La veille, en attendant à l’aéroport, j’appelle d’une cabine téléphonique en Thaïlande pour réserver notre première nuitée (on est loin des facilités qu’on a maintenant). Le monsieur me répond vitement, en me demandant simplement mon nom. Ma nuit est réservée. On ne m’a pas demandé mon numéro de téléphone, ni de paiement… J’expérimente pour la première fois ce système basé sur la confiance… On verra bien ce que ça donne!

Dans l’avion, mon premier vol aussi long (15 heures de Londres), je freak.

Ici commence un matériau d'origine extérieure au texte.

use serde_json::Value;
use web_sys::HtmlInputElement;
use yew::prelude::*;
use yew_router::prelude::*;

use crate::api;
use crate::components::choice::Choice;
use crate::form::{CreateRoomForm, SubmitError};
use crate::route::Route;

pub enum Msg {
    SetGuestCanPause(bool),
    SetVotesToSkip(String),
    Submit,
    Submitted(anyhow::Result<Value>),
}

pub struct CreateRoom {
    form: CreateRoomForm,
    votes_input: NodeRef,
}

impl Component for CreateRoom {
    type Message = Msg;
    type Properties = ();

    fn create(_ctx: &Context<Self>) -> Self {
        Self {
            form: CreateRoomForm::default(),
            votes_input: NodeRef::default(),
        }
    }

    fn update(&mut self, ctx: &Context<Self>, msg: Self::Message) -> bool {
        match msg {
            Msg::SetGuestCanPause(guest_can_pause) => {
                self.form.set_guest_can_pause(guest_can_pause);
            }
            Msg::SetVotesToSkip(raw) => {
                self.form.set_votes_to_skip(&raw);
            }
            Msg::Submit => match self.form.begin_submit() {
                Ok(req) => {
                    log::info!("creating room: {:?}", req);
                    ctx.link().send_future(async move {
                        Msg::Submitted(api::create_room(&req).await)
                    });
                }
                Err(err @ SubmitError::InFlight) => {
                    log::warn!("submit ignored: {}", err);
                    return false;
                }
                Err(err) => {
                    log::warn!("submit refused: {}", err);
                }
            },
            Msg::Submitted(res) => {
                match &res {
                    Ok(room) => log::info!("room created: {}", room),
                    Err(err) => log::error!("create room failed: {:#}", err),
                }
                self.form.finish_submit(res);
            }
        };

        true
    }

    fn view(&self, ctx: &Context<Self>) -> Html {
        let link = ctx.link();
        let pending = self.form.is_pending();
        let guest_can_pause = self.form.guest_can_pause();

        let status = if let Some(err) = self.form.error() {
            html! { <p class="error">{ err.to_owned() }</p> }
        } else if self.form.last_response().is_some() {
            html! { <p class="success">{ "Room created" }</p> }
        } else {
            html! {}
        };

        html! {
            <div class="create-room">
                <h4>{ "Create a New Room" }</h4>

                <fieldset>
                    <legend>{ "Guest control of playback state" }</legend>
                    <Choice
                        name="guest-can-pause"
                        label="Play/Pause"
                        checked={guest_can_pause}
                        disabled={pending}
                        onselect={link.callback(|_| Msg::SetGuestCanPause(true))} />
                    <Choice
                        name="guest-can-pause"
                        label="No Control"
                        checked={!guest_can_pause}
                        disabled={pending}
                        onselect={link.callback(|_| Msg::SetGuestCanPause(false))} />
                </fieldset>

                <label class="votes-to-skip">
                    <input
                        type="number"
                        required={true}
                        min="1"
                        ref={self.votes_input.clone()}
                        disabled={pending}
                        oninput={link.callback(|e: InputEvent| {
                            let input: HtmlInputElement = e.target_unchecked_into();
                            Msg::SetVotesToSkip(input.value())
                        })} />
                    <span>{ "Votes required to skip" }</span>
                </label>

                <button
                    disabled={pending}
                    onclick={link.callback(|_| Msg::Submit)}>
                {
                    if pending {
                        "Creating room..."
                    } else {
                        "Create A Room"
                    }
                }
                </button>

                { status }

                <Link<Route> to={Route::Home}>{ "Back" }</Link<Route>>
            </div>
        }
    }

    fn rendered(&mut self, _ctx: &Context<Self>, first_render: bool) {
        // The input is only seeded once; afterwards the browser owns its text.
        if first_render {
            if let (Some(input), Some(votes)) = (
                self.votes_input.cast::<HtmlInputElement>(),
                self.form.votes_to_skip().value(),
            ) {
                input.set_value(&votes.to_string());
            }
        }
    }
}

Je me demande ce qui m’a pris de choisir une destination si inusitée (ben voyons?!! Thaïlande, inusitée?!). Vue mon départ de Londres, je suis principalement entourée d’anglais, et des anglais, ça boit… Les agantes de bord qui les servaient si gentiment finissent par les laisser aller se servir dans leur espace fermée. Les gens boivent tant qu’ils veulent. Et moi je ne comprends aucunement comment ces charmantes agntes thaïlandaises font pour rester aussi souriantes, et surtout, pourquoi elles ne disent pas NON à toutes ces demandes d’alcool. Je comprendrai bien assez vite…

Pendant ce long vol, sans télé, avec des lumières très instables, et entouré de gens un peu dérangeants, je me fais des scénarios de fille qui devient schizophrène à cause de la différence culturelle. Bref, j’arrive en Thaïlande avec un nœud dans le ventre… J’AI PEUR!!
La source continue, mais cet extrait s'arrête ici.